I think that creating a campaign that's a total disconnect from the PC concepts is going to end up with uninspired players as the DM pulls in one direction and the players in another.
 

Agamon

Adventurer
Ugh. I don't want to try and say "this way to play is better than that way." I think having fun is the best way to play, regardless of the direction its coming from.

But, (you knew there was a "but", coming, right?) if a GM is worrying about his precious story over the inclusion of his players' PCs...that's not a game I want to be a part of. When I set up a game, I might have an inkling of what the metaplot will before the players become involved, but even that is not safe until I know where the players are coming from. A game where all the players, GM included, have investment, is the best kind, in my opinion. When the GM dictates where the game goes and the players are expected to follow along...that's less fun, if you ask me.
 

Thaumaturge

Wandering. Not lost. (He/they)
If at all possible, the DM could work with his player to "tweak" the backstory and goals to better fit the campaign. I do this stuff every now and then. I bounce ideas around, and I don't make anything sound like it's off the table. I try to come up with new stuff that is thematically similar, but just different enough.

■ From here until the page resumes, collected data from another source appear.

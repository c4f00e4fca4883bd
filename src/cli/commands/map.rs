//! Map command implementation.
//!
//! `navigator map Melbourne Tokyo -o maps/` writes the trip as an SVG map.

use std::path::PathBuf;

use crate::atlas::Atlas;
use crate::cli::args::MapArgs;
use crate::config::NavConfig;
use crate::error::Result;
use crate::map::{export_trip, MapStyle};
use crate::ui::UserInterface;

use super::dispatcher::{Command, CommandResult};
use super::resolve_trip;

/// The map command implementation.
pub struct MapCommand {
    data_file: PathBuf,
    output_dir: PathBuf,
    style: MapStyle,
    cities: Vec<String>,
}

impl MapCommand {
    /// Flags take precedence over the `map` config section.
    pub fn new(config: &NavConfig, args: MapArgs) -> Self {
        let projection = args.projection.unwrap_or(config.map.projection);
        Self {
            data_file: config.data_file.clone(),
            output_dir: args.out.unwrap_or_else(|| config.map.output_dir.clone()),
            style: MapStyle::with_projection(projection),
            cities: args.cities,
        }
    }
}

impl Command for MapCommand {
    fn execute(&self, ui: &mut dyn UserInterface) -> Result<CommandResult> {
        let atlas = Atlas::from_csv_path(&self.data_file)?;
        let trip = resolve_trip(&atlas, &self.cities)?;
        let path = export_trip(&trip, &self.output_dir, &self.style)?;
        ui.success(&format!(
            "This trip has been exported to the following file:\n'{}'",
            path.display()
        ));
        Ok(CommandResult::success())
    }
}

#[cfg(test)]
mod tests {
    use super::*;
    use crate::map::Projection;

    #[test]
    fn flags_override_config() {
        let args = MapArgs {
            cities: vec!["Tokyo".to_string()],
            out: Some(PathBuf::from("maps")),
            projection: Some(Projection::Equirectangular),
        };
        let cmd = MapCommand::new(&NavConfig::default(), args);
        assert_eq!(cmd.output_dir, PathBuf::from("maps"));
        assert_eq!(cmd.style, MapStyle::with_projection(Projection::Equirectangular));
    }

    #[test]
    fn config_supplies_defaults() {
        let args = MapArgs {
            cities: vec!["Tokyo".to_string()],
            out: None,
            projection: None,
        };
        let config = NavConfig::default();
        let cmd = MapCommand::new(&config, args);
        assert_eq!(cmd.output_dir, config.map.output_dir);
    }
}
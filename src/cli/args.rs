//! CLI argument definitions.
//!
//! This module defines all CLI arguments using clap's derive macros.
//! The main entry point is the [`Cli`] struct.

use clap::{Parser, Subcommand};
use clap_complete::Shell;
use std::path::PathBuf;

use crate::map::Projection;
use crate::vehicle::Vehicle;

/// Navigator - plan, route and simulate trips between world cities.
#[derive(Debug, Parser)]
#[command(name = "navigator")]
#[command(author, version, about, long_about = None)]
#[command(propagate_version = true)]
pub struct Cli {
    /// City data CSV file (overrides the config file)
    #[arg(short, long, global = true, env = "NAVIGATOR_DATA")]
    pub data: Option<PathBuf>,

    /// Path to config file (overrides ./navigator.yml)
    #[arg(short, long, global = true)]
    pub config: Option<PathBuf>,

    /// Show verbose output
    #[arg(short, long, global = true)]
    pub verbose: bool,

    /// Minimal output
    #[arg(short, long, global = true)]
    pub quiet: bool,

    /// Disable colored output
    #[arg(long, global = true)]
    pub no_color: bool,

    /// Enable debug logging
    #[arg(long, global = true)]
    pub debug: bool,

    #[command(subcommand)]
    pub command: Option<Commands>,
}

impl Cli {
    /// Whether the chosen command drives the interactive menus.
    pub fn is_interactive(&self) -> bool {
        matches!(self.command, None | Some(Commands::Interactive))
    }
}

/// Available subcommands.
#[derive(Debug, Subcommand)]
pub enum Commands {
    /// Open the interactive menus (default if no command specified)
    Interactive,

    /// Find the fastest route between two cities for a vehicle
    Route(RouteArgs),

    /// Find the fastest vehicle for a trip
    Fastest(FastestArgs),

    /// Export a trip map as SVG
    Map(MapArgs),

    /// Search the city data
    Cities(CitiesArgs),

    /// Generate shell completions
    Completions(CompletionsArgs),
}

/// Arguments for the `route` command.
#[derive(Debug, Clone, clap::Args)]
pub struct RouteArgs {
    /// Vehicle spec: car:SPEED, dinghy:IN_COUNTRY:BETWEEN_CAPITALS or trolley:HOURS:MAX_KM
    #[arg(long)]
    pub vehicle: Vehicle,

    /// Departure city search term
    #[arg(long)]
    pub from: String,

    /// Arrival city search term
    #[arg(long)]
    pub to: String,

    /// Print the route as JSON
    #[arg(long)]
    pub json: bool,
}

/// Arguments for the `fastest` command.
#[derive(Debug, Clone, clap::Args)]
pub struct FastestArgs {
    /// Cities of the trip, in order
    #[arg(required = true, num_args = 1..)]
    pub cities: Vec<String>,

    /// Vehicle spec to compare (repeatable; defaults to the configured fleet)
    #[arg(long = "vehicle")]
    pub vehicles: Vec<Vehicle>,
}

/// Arguments for the `map` command.
#[derive(Debug, Clone, clap::Args)]
pub struct MapArgs {
    /// Cities of the trip, in order
    #[arg(required = true, num_args = 1..)]
    pub cities: Vec<String>,

    /// Output directory (defaults to map.output_dir from the config)
    #[arg(short, long)]
    pub out: Option<PathBuf>,

    /// Map projection: merc or cyl
    #[arg(long)]
    pub projection: Option<Projection>,
}

/// Arguments for the `cities` command.
#[derive(Debug, Clone, clap::Args)]
pub struct CitiesArgs {
    /// Search term, matched against "Name (ISO)"
    pub term: String,
}

/// Arguments for the `completions` command.
#[derive(Debug, Clone, clap::Args)]
pub struct CompletionsArgs {
    /// Shell to generate completions for
    #[arg(value_enum)]
    pub shell: Shell,
}
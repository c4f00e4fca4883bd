//! Fastest command implementation.
//!
//! `navigator fastest Melbourne Canberra Tokyo` compares every vehicle on a
//! fixed trip and reports the quickest one.

use crate::atlas::Atlas;
use crate::cli::args::FastestArgs;
use crate::config::NavConfig;
use crate::error::Result;
use crate::ui::UserInterface;
use crate::vehicle::Vehicle;

use super::dispatcher::{Command, CommandResult};
use super::resolve_trip;

/// The fastest command implementation.
pub struct FastestCommand {
    data_file: std::path::PathBuf,
    fleet: Vec<Vehicle>,
    args: FastestArgs,
}

impl FastestCommand {
    /// Vehicles given on the command line replace the configured fleet.
    pub fn new(config: &NavConfig, args: FastestArgs) -> Self {
        Self {
            data_file: config.data_file.clone(),
            fleet: config.fleet.clone(),
            args,
        }
    }

    fn vehicles(&self) -> &[Vehicle] {
        if self.args.vehicles.is_empty() {
            &self.fleet
        } else {
            &self.args.vehicles
        }
    }
}

impl Command for FastestCommand {
    fn execute(&self, ui: &mut dyn UserInterface) -> Result<CommandResult> {
        let vehicles = self.vehicles();
        if vehicles.is_empty() {
            ui.warning("No vehicles to compare. Pass --vehicle or configure a fleet.");
            return Ok(CommandResult::failure(1));
        }

        let atlas = Atlas::from_csv_path(&self.data_file)?;
        let trip = resolve_trip(&atlas, &self.args.cities)?;
        ui.message(&trip.to_string());

        if ui.output_mode().shows_details() {
            for vehicle in vehicles {
                let time = match trip.total_travel_time(vehicle) {
                    Some(hours) => format!("{} Hour(s)", hours),
                    None => "Impossible".to_string(),
                };
                ui.message(&format!("  {}: {}", vehicle, time));
            }
        }

        match trip.fastest_vehicle(vehicles) {
            Some((index, hours)) => {
                ui.message(&format!(
                    "Fastest vehicle: {} ({} Hour(s))",
                    vehicles[index], hours
                ));
                Ok(CommandResult::success())
            }
            None => {
                ui.error("All vehicles are not suitable for this trip.");
                Ok(CommandResult::failure(1))
            }
        }
    }
}
//! Navigator - plan, route and simulate trips between world cities.
//!
//! Cities are loaded from a world cities CSV file into an [`atlas::Atlas`].
//! Vehicles decide how long a direct trip between two cities takes, trips
//! chain cities together, and [`routing`] finds the fastest chain a vehicle
//! can actually travel.
//!
//! # Modules
//!
//! - [`atlas`] - Countries, cities and CSV loading
//! - [`cli`] - Command-line interface and argument parsing
//! - [`config`] - Configuration loading and parsing
//! - [`error`] - Error types and result aliases
//! - [`map`] - SVG map export
//! - [`menus`] - Interactive menus
//! - [`routing`] - Shortest path search
//! - [`simulation`] - Trip playback
//! - [`system`] - Vehicles and trips the operator works with
//! - [`trip`] - Ordered city sequences
//! - [`ui`] - Prompts and terminal output
//! - [`vehicle`] - Vehicle kinds and travel times
//!
//! # Example
//!
//! ```
//! use navigator::atlas::Atlas;
//! use navigator::routing::find_shortest_path;
//! use navigator::vehicle::Vehicle;
//!
//! let atlas = Atlas::example();
//! let car = Vehicle::CrappyCrepeCar { speed: 200 };
//! let melbourne = atlas.resolve("Melbourne").unwrap();
//! let sydney = atlas.resolve("Sydney").unwrap();
//!
//! let trip = find_shortest_path(&atlas, &car, &melbourne, &sydney).unwrap();
//! assert_eq!(trip.departure().name, "Melbourne");
//! assert_eq!(trip.arrival().name, "Sydney");
//! ```

pub mod atlas;
pub mod cli;
pub mod config;
pub mod error;
pub mod map;
pub mod menus;
pub mod routing;
pub mod simulation;
pub mod system;
pub mod trip;
pub mod ui;
pub mod vehicle;

pub use error::{NavError, Result};
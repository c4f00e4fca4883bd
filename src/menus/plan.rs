//! The plan a new trip wizard.
//!
//! Plan Type > Choose Locations > Choose Vehicle > Confirm Trip. Automatic
//! trips only fix the two end points and are routed once a vehicle is
//! chosen; manual trips keep the cities exactly as entered.

use std::sync::Arc;

use crate::atlas::City;
use crate::error::Result;
use crate::routing::find_shortest_path;
use crate::system::NavigationSystem;
use crate::trip::Trip;
use crate::ui::{PromptOption, UserInterface};
use crate::vehicle::Vehicle;

use super::location::{resolve_city_list, select_location, validate_city_list};
use super::{information_box, input_box, list_index, warning_box, Screen};

const WIZARD_TITLE: &str = "Plan a New Trip";
const WIZARD_STEPS: &[&str] = &["Plan Type", "Choose Locations", "Choose Vehicle", "Confirm Trip"];

/// How the trip's cities were chosen.
#[derive(Debug, Clone, Copy, PartialEq, Eq)]
enum PlanType {
    /// Departure and arrival only; the route is computed.
    Automatic,
    /// Every city given by the operator.
    Manual,
}

/// First wizard step: automatic or manual planning.
///
/// Returns `true` if a trip was added.
pub fn plan_trip(ui: &mut dyn UserInterface, system: &mut NavigationSystem) -> Result<bool> {
    let screen = Screen::new(
        WIZARD_TITLE,
        "Select automatic if you wish to automatically calculate the shortest path to the destination\n\
         Or select manual to manually add cities between the departure and the destination",
    )
    .step(WIZARD_STEPS, 0);
    loop {
        let options = vec![
            PromptOption::new("Automatic Calculate Trip (Recommended)", "automatic"),
            PromptOption::new("Manually Add Cities (Advanced)", "manual"),
        ];
        let done = match screen.select(ui, "plan_type", options)?.as_deref() {
            Some("automatic") => choose_end_points(ui, system)?,
            Some("manual") => choose_cities(ui, system)?,
            None => return Ok(false),
            Some(_) => false,
        };
        if done {
            return Ok(true);
        }
    }
}

fn location_label(label: &str, city: Option<&Arc<City>>) -> String {
    match city {
        Some(city) => format!("{} ({})", label, city),
        None => format!("{} (Not Specified)", label),
    }
}

fn choose_end_points(ui: &mut dyn UserInterface, system: &mut NavigationSystem) -> Result<bool> {
    let mut departure: Option<Arc<City>> = None;
    let mut arrival: Option<Arc<City>> = None;
    let mut screen = Screen::new(
        WIZARD_TITLE,
        "Please select the departure and the arrival location.\n\
         Please specify both locations before entering the next step.",
    )
    .step(WIZARD_STEPS, 1);

    loop {
        let options = vec![
            PromptOption::new(
                location_label("Select Departure Location", departure.as_ref()),
                "departure",
            ),
            PromptOption::new(
                location_label("Select Arrival Location", arrival.as_ref()),
                "arrival",
            ),
            PromptOption::new("Next", "next"),
            PromptOption::new("Go back to previous step", "back"),
        ];
        match screen.select(ui, "plan_locations", options)?.as_deref() {
            Some("departure") => {
                screen.clear_error();
                departure = select_location(ui, system.atlas(), "Set Departure City")?;
            }
            Some("arrival") => {
                screen.clear_error();
                arrival = select_location(ui, system.atlas(), "Set Arrival City")?;
            }
            Some("next") => match (&departure, &arrival) {
                (Some(from), Some(to)) => {
                    let mut trip = Trip::new(Arc::clone(from));
                    trip.add_next_city(Arc::clone(to));
                    if choose_vehicle(ui, system, trip, PlanType::Automatic)? {
                        return Ok(true);
                    }
                }
                _ => screen.set_error(
                    "Please make sure departure and arrival location are specified before confirming",
                ),
            },
            Some("back") | None => return Ok(false),
            Some(_) => {}
        }
    }
}

/// Labels for the cities of a manual trip, marking both ends.
fn city_labels(trip: &Trip) -> Vec<String> {
    let last = trip.len().saturating_sub(1);
    trip.cities()
        .iter()
        .enumerate()
        .map(|(i, city)| {
            if i == 0 {
                format!("| {} [Departure]", city)
            } else if i == last {
                format!("| {} [Arrive]", city)
            } else {
                format!("| {}", city)
            }
        })
        .collect()
}

fn append_cities(trip: &mut Option<Trip>, cities: Vec<Arc<City>>) {
    for city in cities {
        match trip {
            Some(t) => t.add_next_city(city),
            None => *trip = Some(Trip::new(city)),
        }
    }
}

fn choose_cities(ui: &mut dyn UserInterface, system: &mut NavigationSystem) -> Result<bool> {
    let mut trip: Option<Trip> = None;
    let mut screen = Screen::new(
        WIZARD_TITLE,
        "Please manually add the cities, either one by one using the append option\n\
         or enter all cities at once using the 'Enter Comma Separated City Names' option.\n\
         To remove a city from the trip, select that city.\n\
         Please specify both locations before entering the next step.",
    )
    .step(WIZARD_STEPS, 1);

    loop {
        let mut options = vec![
            PromptOption::new("[Append a Single City to Trip...]", "append"),
            PromptOption::new("[Enter 'Comma Separated' City Names...]", "list"),
        ];
        if let Some(t) = &trip {
            options.extend(
                city_labels(t)
                    .into_iter()
                    .enumerate()
                    .map(|(i, label)| PromptOption::new(label, i.to_string())),
            );
        }
        options.push(PromptOption::new("Confirm", "confirm"));
        options.push(PromptOption::new("Go back to previous step", "back"));

        let value = match screen.select(ui, "plan_cities", options)? {
            None => return Ok(false),
            Some(v) if v == "back" => return Ok(false),
            Some(v) => v,
        };

        if value == "confirm" {
            match &trip {
                Some(t) if t.len() >= 2 => {
                    if choose_vehicle(ui, system, t.clone(), PlanType::Manual)? {
                        return Ok(true);
                    }
                }
                _ => screen.set_error(
                    "You need at least 2 cities to create a trip (Departure and Arrival City)",
                ),
            }
            continue;
        }

        screen.clear_error();
        match value.as_str() {
            "append" => {
                if let Some(city) = select_location(ui, system.atlas(), "Append a City")? {
                    append_cities(&mut trip, vec![city]);
                }
            }
            "list" => {
                let atlas = system.atlas();
                let cities = input_box(
                    ui,
                    "city_list",
                    "Add a List of Cities",
                    "Please enter a series of city names separated with comma ','",
                    None,
                    |raw| validate_city_list(raw).and_then(|terms| resolve_city_list(atlas, &terms)),
                )?;
                append_cities(&mut trip, cities.unwrap_or_default());
            }
            _ => {
                let len = trip.as_ref().map_or(0, Trip::len);
                if let Some(index) = list_index(&value, len) {
                    if len == 1 {
                        trip = None;
                    } else if let Some(t) = trip.as_mut() {
                        t.remove(index);
                    }
                }
            }
        }
    }
}

fn choose_vehicle(
    ui: &mut dyn UserInterface,
    system: &mut NavigationSystem,
    trip: Trip,
    plan: PlanType,
) -> Result<bool> {
    let screen = Screen::new(WIZARD_TITLE, "Select a vehicle to complete this trip").step(WIZARD_STEPS, 2);
    loop {
        let mut options: Vec<PromptOption> = system
            .vehicles()
            .iter()
            .enumerate()
            .map(|(i, v)| PromptOption::new(v.to_string(), i.to_string()))
            .collect();
        options.push(PromptOption::new("Go back to previous step", "back"));

        let Some(value) = screen.select(ui, "plan_vehicle", options)? else {
            return Ok(false);
        };
        let Some(vehicle) = list_index(&value, system.vehicles().len()).map(|i| system.vehicles()[i])
        else {
            return Ok(false);
        };
        if confirm_trip(ui, system, trip.clone(), vehicle, plan)? {
            return Ok(true);
        }
    }
}

fn confirm_trip(
    ui: &mut dyn UserInterface,
    system: &mut NavigationSystem,
    trip: Trip,
    vehicle: Vehicle,
    plan: PlanType,
) -> Result<bool> {
    let trip = match plan {
        PlanType::Manual => trip,
        PlanType::Automatic => {
            ui.message("Please hold on while the trip is being generated ...");
            match find_shortest_path(system.atlas(), &vehicle, trip.departure(), trip.arrival()) {
                Some(route) => route,
                None => {
                    warning_box(
                        ui,
                        "The vehicle you have selected is not capable for this trip.\n\
                         Please select another vehicle or modify the trip.",
                    )?;
                    return Ok(false);
                }
            }
        }
    };

    let travel_time = match trip.total_travel_time(&vehicle) {
        Some(hours) => format!("{} Hour(s)", hours),
        None => "Impossible\n\n\
                 Note that this trip is impossible for selected vehicle, \
                 but you still can add this to your list."
            .to_string(),
    };
    let screen = Screen::new(
        WIZARD_TITLE,
        format!(
            "The trip you have planned is:\n \
             * Trip sequence: {}\n \
             * Planned using: {}\n \
             * Travel time using: {}",
            trip, vehicle, travel_time
        ),
    )
    .step(WIZARD_STEPS, 3);

    let options = vec![
        PromptOption::new("Confirm", "confirm"),
        PromptOption::new("Go back to previous step", "back"),
    ];
    if screen.select(ui, "plan_confirm", options)?.as_deref() != Some("confirm") {
        return Ok(false);
    }
    system.add_trip(trip);
    information_box(ui, "Trip has been added to your list.")?;
    Ok(true)
}
//! Cities command implementation.
//!
//! `navigator cities mel` lists every city whose "Name (ISO)" label
//! contains the term.

use crate::atlas::Atlas;
use crate::cli::args::CitiesArgs;
use crate::config::NavConfig;
use crate::error::Result;
use crate::ui::UserInterface;

use super::dispatcher::{Command, CommandResult};

/// The cities command implementation.
pub struct CitiesCommand {
    data_file: std::path::PathBuf,
    args: CitiesArgs,
}

impl CitiesCommand {
    pub fn new(config: &NavConfig, args: CitiesArgs) -> Self {
        Self {
            data_file: config.data_file.clone(),
            args,
        }
    }
}

impl Command for CitiesCommand {
    fn execute(&self, ui: &mut dyn UserInterface) -> Result<CommandResult> {
        let atlas = Atlas::from_csv_path(&self.data_file)?;
        let matches = atlas.search(&self.args.term);
        if matches.is_empty() {
            ui.error(&format!(
                "'{}' is not found. Please check the spelling, or try another city.",
                self.args.term
            ));
            return Ok(CommandResult::failure(1));
        }

        let verbose = ui.output_mode().shows_details();
        for city in &matches {
            if verbose {
                let capital = match city.capital_type.as_str() {
                    "" => String::new(),
                    kind => format!(", {} capital", kind),
                };
                ui.message(&format!("{}  {}{}, id {}", city, city.country, capital, city.id));
            } else {
                ui.message(&city.to_string());
            }
        }
        Ok(CommandResult::success())
    }
}

#[cfg(test)]
mod tests {
    use super::*;
    use crate::ui::{MockUI, OutputMode};
    use std::fs;
    use tempfile::TempDir;

    fn command(temp: &TempDir, term: &str) -> CitiesCommand {
        let path = temp.path().join("cities.csv");
        fs::write(
            &path,
            "city_ascii,lat,lng,country,iso3,capital,id\n\
             Bern,46.9480,7.4474,Switzerland,CHE,primary,1\n\
             Geneva,46.2017,6.1469,Switzerland,CHE,admin,2\n\
             Lucerne,47.0500,8.3000,Switzerland,CHE,,3\n",
        )
        .unwrap();
        let config = NavConfig {
            data_file: path,
            ..NavConfig::default()
        };
        CitiesCommand::new(
            &config,
            CitiesArgs {
                term: term.to_string(),
            },
        )
    }

    #[test]
    fn lists_every_match() {
        let temp = TempDir::new().unwrap();
        let mut ui = MockUI::new();
        let result = command(&temp, "che").execute(&mut ui).unwrap();
        assert!(result.success);
        assert_eq!(ui.messages(), &["Bern (CHE)", "Geneva (CHE)", "Lucerne (CHE)"]);
    }

    #[test]
    fn verbose_adds_details() {
        let temp = TempDir::new().unwrap();
        let mut ui = MockUI::with_mode(OutputMode::Verbose);
        command(&temp, "bern").execute(&mut ui).unwrap();
        assert!(ui.has_message("Bern (CHE)  Switzerland, primary capital, id 1"));
    }

    #[test]
    fn no_match_fails() {
        let temp = TempDir::new().unwrap();
        let mut ui = MockUI::new();
        let result = command(&temp, "Atlantis").execute(&mut ui).unwrap();
        assert_eq!(result.exit_code, 1);
        assert!(ui.has_error("'Atlantis' is not found."));
    }
}
impl VehicleKind {
    pub const ALL: [VehicleKind; 3] = [
        Self::CrappyCrepeCar,
        Self::DiplomacyDonutDinghy,
        Self::TeleportingTarteTrolley,
    ];

    pub fn name(&self) -> &'static str {
        match self {
            Self::CrappyCrepeCar => "CrappyCrepeCar",
            Self::DiplomacyDonutDinghy => "DiplomacyDonutDinghy",
            Self::TeleportingTarteTrolley => "TeleportingTarteTrolley",
        }
    }

    pub fn description(&self) -> &'static str {
        match self {
            Self::CrappyCrepeCar => {
                "The CrappyCrepeCar is a flying car that can travel between any two cities \
                 in the world, but moves pretty slowly."
            }
            Self::DiplomacyDonutDinghy => {
                "The DiplomacyDonutDinghy is a small boat which is licensed to travel on \
                 diplomatic hyperlanes.\n\
                 So it moves extra fast between capital cities.\n\
                 It can also travel between any two cities in the same country.\n\
                 However, it can only move from one country to another via their capitals."
            }
            Self::TeleportingTarteTrolley => {
                "The TeleportingTarteTrolley is a trolley bus that can teleport between any \
                 two cities if they are close enough,\n\
                 regardless of countries.\n\
                 Because teleportation technology is still in its infancy,\n\
                 it takes time to program and execute a blink between two cities."
            }
        }
    }

    pub fn params(&self) -> &'static [ParamSpec] {
        match self {
            Self::CrappyCrepeCar => CAR_PARAMS,
            Self::DiplomacyDonutDinghy => DINGHY_PARAMS,
            Self::TeleportingTarteTrolley => TROLLEY_PARAMS,
        }
    }

    /// Build a vehicle from parameter values in [`VehicleKind::params`] order.
    ///
    /// Returns `None` if the number of values does not match.
    pub fn build(&self, values: &[u32]) -> Option<Vehicle> {
        match (self, values) {
            (Self::CrappyCrepeCar, &[speed]) => Some(Vehicle::CrappyCrepeCar { speed }),
            (Self::DiplomacyDonutDinghy, &[in_country_speed, between_primary_speed]) => {
                Some(Vehicle::DiplomacyDonutDinghy {
                    in_country_speed,
                    between_primary_speed,
                })
            }
            (Self::TeleportingTarteTrolley, &[travel_time, max_distance]) => {
                Some(Vehicle::TeleportingTarteTrolley {
                    travel_time,
                    max_distance,
                })
            }
            _ => None,
        }
    }
}
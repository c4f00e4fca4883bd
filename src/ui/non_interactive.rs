//! Non-interactive UI for piped or headless runs.

use std::collections::HashMap;

use crate::error::{NavError, Result};

use super::{OutputMode, Prompt, PromptResult, PromptType, UserInterface};

/// Prefix of environment variables that answer prompts by key.
pub const PROMPT_ENV_PREFIX: &str = "NAVIGATOR_PROMPT_";

/// UI implementation for non-interactive mode.
///
/// Prompts are answered from `NAVIGATOR_PROMPT_<KEY>` variables or the
/// prompt's default; anything else is an error.
pub struct NonInteractiveUI {
    mode: OutputMode,
    env_overrides: HashMap<String, String>,
}

impl NonInteractiveUI {
    pub fn new(mode: OutputMode) -> Self {
        let env_overrides: HashMap<String, String> = std::env::vars()
            .filter(|(k, _)| k.starts_with(PROMPT_ENV_PREFIX))
            .collect();

        Self {
            mode,
            env_overrides,
        }
    }

    /// Create with explicit overrides (for testing).
    pub fn with_overrides(mode: OutputMode, overrides: HashMap<String, String>) -> Self {
        Self {
            mode,
            env_overrides: overrides,
        }
    }

    fn answer(prompt: &Prompt, value: &str) -> PromptResult {
        match prompt.prompt_type {
            PromptType::Confirm => {
                PromptResult::Bool(matches!(value, "true" | "yes" | "y" | "1"))
            }
            _ => PromptResult::String(value.to_string()),
        }
    }
}

impl UserInterface for NonInteractiveUI {
    fn output_mode(&self) -> OutputMode {
        self.mode
    }

    fn message(&mut self, msg: &str) {
        println!("{}", msg);
    }

    fn success(&mut self, msg: &str) {
        if self.mode.shows_status() {
            println!("✓ {}", msg);
        }
    }

    fn warning(&mut self, msg: &str) {
        if self.mode.shows_status() {
            eprintln!("⚠ {}", msg);
        }
    }

    fn error(&mut self, msg: &str) {
        eprintln!("✗ {}", msg);
    }

    fn prompt(&mut self, prompt: &Prompt) -> Result<PromptResult> {
        let env_key = format!("{}{}", PROMPT_ENV_PREFIX, prompt.key.to_uppercase());
        if let Some(value) = self.env_overrides.get(&env_key) {
            return Ok(Self::answer(prompt, value));
        }

        if let Some(default) = &prompt.default {
            return Ok(Self::answer(prompt, default));
        }

        Err(NavError::PromptUnavailable {
            key: prompt.key.clone(),
        })
    }

    fn show_header(&mut self, title: &str) {
        if self.mode.shows_status() {
            println!("\n{}\n", title);
        }
    }

    fn is_interactive(&self) -> bool {
        false
    }
}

If this doesn't work, then engaging in the above process, but with the secret is what needs to happen. Tweak the secret just enough that the player will feel successful--even if it is a pyrrhic victory in the end.

Thaumaturge.
 

Celebrim

Legend
I don't think there is a generic solution. It depends on the player, the DM, the PC, and the plot.

So giving me a bunch of generalities doesn't really let me give you a specific answer.

In general, any player who is committed to victory rather than fun is a potential problem, because it's impossible for the DM to promise that without illusionism which - if it is ever revealed - undermines the player's victory. In short, if a player has a goal he should never assume that the fun is going to be in reaching the goal, but rather in striving for the goal - even if his story ends in tragedy. A player who is 'ego gaming', that is he needs to have his choices validated as brilliant by their successful outcomes at all times, is quite often dysfunctional and heading toward some sort of great dissatisfaction and falling out with the DM, unless the DM is also the sort that doesn't mind being an illusionist and doesn't mind simply playing back to the player his own fantasies while simultaneously having the skill to pull that off without letting the player really know that everything is being fudged to let him succeed. The more ambitious the goals of the player, and the higher standard he's setting for success, the worse it is. If the PC's goal is, "I wish to become a global dictator.", can be satisfied by, "I am the Baron of Overhill, liege of 10,000 loyal citizens and that's pretty cool even if it isn't global overlord.", or can be satisfied by, "I'm conquered a good swathe of land before dying in battle, and will be known and remembered like a Naploean or an Alexander the Great of this world.", then you are good.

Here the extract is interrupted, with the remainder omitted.